O melhor estava guardado para o último minuto, com os aveirenses a enviarem para canto uma bola com rótulo de golo. Armando pede para ir tentar a sua sorte, o técnico autoriza, o público aplaude em delírio, já que Armando cabeceou para o golo e Djamal desviou a bola com a mão. Penalty que Dally não perdoa. Veio o prolongamento. Parecia que o estádio ia abaixo com a festa trasmontana.
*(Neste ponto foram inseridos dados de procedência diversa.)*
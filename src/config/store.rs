use std::collections::HashMap;
use std::path::{Path, PathBuf};
use std::str::FromStr;
use std::sync::{Arc, Mutex, MutexGuard};

use bigdecimal::BigDecimal;
use tracing::warn;

use crate::path::ResourceContext;

use super::key::ConfigKey;
use super::{props, ConfigError};

/// One logical `key=value` configuration file.
///
/// A store resolves its file through the [`ResourceContext`], loads it
/// lazily on first access, answers typed queries with default-value and
/// prefix semantics, and rewrites the whole backing file on mutation.
///
/// Load resolution order:
/// 1. in packaged mode, an operator override: the first non-archive
///    search-path entry holding a same-named file next to the archive,
/// 2. the resolved on-disk location,
/// 3. the embedded resource bundled in the archive,
/// 4. otherwise the store is empty.
///
/// A store loaded only from an embedded resource has no on-disk path
/// and refuses persistence with [`ConfigError::NotPersistent`].
///
/// All interior state sits behind one mutex, so concurrent mutations
/// against the same store serialize instead of interleaving their
/// read-modify-rewrite cycles.
pub struct PropertyStore {
    ctx: Arc<ResourceContext>,
    inner: Mutex<Inner>,
}

#[derive(Default)]
struct Inner {
    logical_id: Option<String>,
    file_path: Option<PathBuf>,
    map: Option<HashMap<String, String>>,
}

impl std::fmt::Debug for PropertyStore {
    fn fmt(&self, f: &mut std::fmt::Formatter<'_>) -> std::fmt::Result {
        let inner = self.lock();
        f.debug_struct("PropertyStore")
            .field("logical_id", &inner.logical_id)
            .field("file_path", &inner.file_path)
            .field("loaded", &inner.map.is_some())
            .finish()
    }
}

impl PropertyStore {
    /// Creates an empty, uninitialized store.
    pub fn new(ctx: Arc<ResourceContext>) -> Self {
        Self {
            ctx,
            inner: Mutex::new(Inner::default()),
        }
    }

    /// Resolves and (re)loads the file behind `logical_id`.
    ///
    /// Re-callable: calling it again forces a reload from the backing
    /// file. Read failures degrade to an empty store; startup never
    /// aborts over an unreadable config.
    pub fn initialize(&self, logical_id: &str) {
        let mut inner = self.lock();
        inner.logical_id = Some(logical_id.to_string());
        inner.file_path = self.ctx.resolve(logical_id);
        inner.map = Some(self.load(&inner));
    }

    /// The logical id this store was initialized with.
    pub fn logical_id(&self) -> Option<String> {
        self.lock().logical_id.clone()
    }

    /// The resolved on-disk location, or `None` for an embedded-only store.
    pub fn file_path(&self) -> Option<PathBuf> {
        self.lock().file_path.clone()
    }

    /// Returns the configured value for `key`, or the key's declared
    /// default, or `None`.
    pub fn get(&self, key: &ConfigKey) -> Option<String> {
        let mut inner = self.lock();
        self.ensure_loaded(&mut inner);
        lookup(&inner, key.name(), key)
    }

    /// [`get`](Self::get) looking up `prefix + key.name()`. The default
    /// fallback still consults the key's own declared default.
    pub fn get_prefixed(&self, prefix: &str, key: &ConfigKey) -> Option<String> {
        let mut inner = self.lock();
        self.ensure_loaded(&mut inner);
        lookup(&inner, &format!("{}{}", prefix, key.name()), key)
    }

    /// Whether the value for `key` is the literal `"true"`, case
    /// insensitively. Absence and any other value are `false`.
    pub fn is_true(&self, key: &ConfigKey) -> bool {
        matches!(self.get(key), Some(value) if value.eq_ignore_ascii_case("true"))
    }

    pub fn is_true_prefixed(&self, prefix: &str, key: &ConfigKey) -> bool {
        matches!(self.get_prefixed(prefix, key), Some(value) if value.eq_ignore_ascii_case("true"))
    }

    /// Parses the value for `key` as an arbitrary-precision decimal.
    ///
    /// Absence is `Ok(None)`; a malformed numeric string is the one
    /// validation failure this subsystem surfaces to the caller.
    pub fn decimal(&self, key: &ConfigKey) -> Result<Option<BigDecimal>, ConfigError> {
        parse_decimal(key.name(), self.get(key))
    }

    pub fn decimal_prefixed(
        &self,
        prefix: &str,
        key: &ConfigKey,
    ) -> Result<Option<BigDecimal>, ConfigError> {
        parse_decimal(key.name(), self.get_prefixed(prefix, key))
    }

    /// Sets one value and rewrites the backing file.
    pub fn set(&self, key: &ConfigKey, value: &str) -> Result<(), ConfigError> {
        self.store_entries(|map| {
            map.insert(key.name().to_string(), value.to_string());
        })
    }

    /// [`set`](Self::set) under `prefix + key.name()`.
    pub fn set_prefixed(&self, prefix: &str, key: &ConfigKey, value: &str) -> Result<(), ConfigError> {
        self.store_entries(|map| {
            map.insert(format!("{}{}", prefix, key.name()), value.to_string());
        })
    }

    /// Applies a batch of updates, then rewrites the backing file once.
    /// Entries with a `None` value are skipped, not removed.
    pub fn set_many(&self, entries: &[(ConfigKey, Option<String>)]) -> Result<(), ConfigError> {
        self.store_entries(|map| {
            for (key, value) in entries {
                if let Some(value) = value {
                    map.insert(key.name().to_string(), value.clone());
                }
            }
        })
    }

    fn store_entries(
        &self,
        apply: impl FnOnce(&mut HashMap<String, String>),
    ) -> Result<(), ConfigError> {
        let mut inner = self.lock();
        self.ensure_loaded(&mut inner);
        if inner.file_path.is_none() {
            let logical_id = inner.logical_id.clone().unwrap_or_default();
            warn!(
                config = %logical_id,
                "config is not backed by a file, maybe just an embedded resource; cannot persist"
            );
            return Err(ConfigError::NotPersistent { logical_id });
        }
        if let Some(map) = inner.map.as_mut() {
            apply(map);
        }
        self.persist(&inner)
    }

    fn persist(&self, inner: &Inner) -> Result<(), ConfigError> {
        let path = match inner.file_path.as_ref() {
            Some(path) => path,
            None => {
                return Err(ConfigError::NotPersistent {
                    logical_id: inner.logical_id.clone().unwrap_or_default(),
                })
            }
        };
        let empty = HashMap::new();
        props::write_file(path, inner.map.as_ref().unwrap_or(&empty))
    }

    fn lock(&self) -> MutexGuard<'_, Inner> {
        self.inner.lock().unwrap_or_else(|poisoned| poisoned.into_inner())
    }

    // Every read or write path funnels through here, so the file loads
    // exactly once until the next initialize().
    fn ensure_loaded(&self, inner: &mut Inner) {
        if inner.map.is_none() {
            inner.map = Some(self.load(inner));
        }
    }

    fn load(&self, inner: &Inner) -> HashMap<String, String> {
        let logical_id = match inner.logical_id.as_deref() {
            Some(id) => id,
            None => return HashMap::new(),
        };

        // Packaged runs honor an operator override placed on a
        // non-archive search-path entry alongside the archive.
        if self.ctx.is_packaged() {
            if let Some(map) = self.load_packaged_override(logical_id) {
                return map;
            }
        }

        if let Some(path) = inner.file_path.as_ref() {
            return match props::read_file(path) {
                Ok(map) => map,
                Err(err) => {
                    warn!(config = %logical_id, error = %err, "failed to load config file");
                    HashMap::new()
                }
            };
        }

        if let Some(reader) = self.ctx.open_embedded(logical_id) {
            return match props::read(reader) {
                Ok(map) => map,
                Err(err) => {
                    warn!(config = %logical_id, error = %err, "failed to load embedded config");
                    HashMap::new()
                }
            };
        }

        HashMap::new()
    }

    fn load_packaged_override(&self, logical_id: &str) -> Option<HashMap<String, String>> {
        let archive_dir = self.ctx.archive_dir()?;
        for entry in self.ctx.non_archive_search_paths() {
            let entry_path = Path::new(&entry);
            let base = if entry_path.is_absolute() {
                entry_path.to_path_buf()
            } else {
                archive_dir.join(entry_path)
            };
            let candidate = base.join(logical_id);
            if candidate.is_file() {
                // First hit ends the scan, even if it fails to read.
                return Some(match props::read_file(&candidate) {
                    Ok(map) => map,
                    Err(err) => {
                        warn!(config = %logical_id, error = %err, "failed to load override config");
                        HashMap::new()
                    }
                });
            }
        }
        None
    }
}

fn lookup(inner: &Inner, name: &str, key: &ConfigKey) -> Option<String> {
    inner
        .map
        .as_ref()
        .and_then(|map| map.get(name).cloned())
        .or_else(|| key.default_value().map(str::to_string))
}

fn parse_decimal(
    name: &str,
    value: Option<String>,
) -> Result<Option<BigDecimal>, ConfigError> {
    match value {
        Some(value) => BigDecimal::from_str(&value)
            .map(Some)
            .map_err(|source| ConfigError::MalformedDecimal {
                key: name.to_string(),
                value,
                source,
            }),
        None => Ok(None),
    }
}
Djamal expulso no último lance do tempo regulamentar e André Marques pouco antes, deixavam poucas perspectivas para um Beira-Mar à deriva no bom futebol dos alvi-negros de Mirandela, que numa tarde de inspiração dos seus artilheiros teria feito resultado histórico. Já que jogou sempre a bola colada junto à relva, praticou um futebol apoiado em transição sectorial assente na velocidade e criatividade dos seus filigranistas. Mas os locais também tinham os seus problemas, o que dava praticamente um duelo a nove, Rui Borges, lesionado, Paulo Roberto e Dally desgastados com o trabalho realizado em duas horas de futebol, tinham os seus contributos muito limitados.
Apesar de toda a superioridade evidenciada dentro das quatro linhas, o saber lidar com a pressão do jogo foi decisiva, com 3 remates dignos desse nome em todo o jogo contra 12 só no prolongamento do Mirandela. O Beira-Mar foi feliz e segue em frente na prova. Os trasmontanos saíram de cabeça bem levantada, jogar e ser melhor não chegou aos alvi-negros para continuar.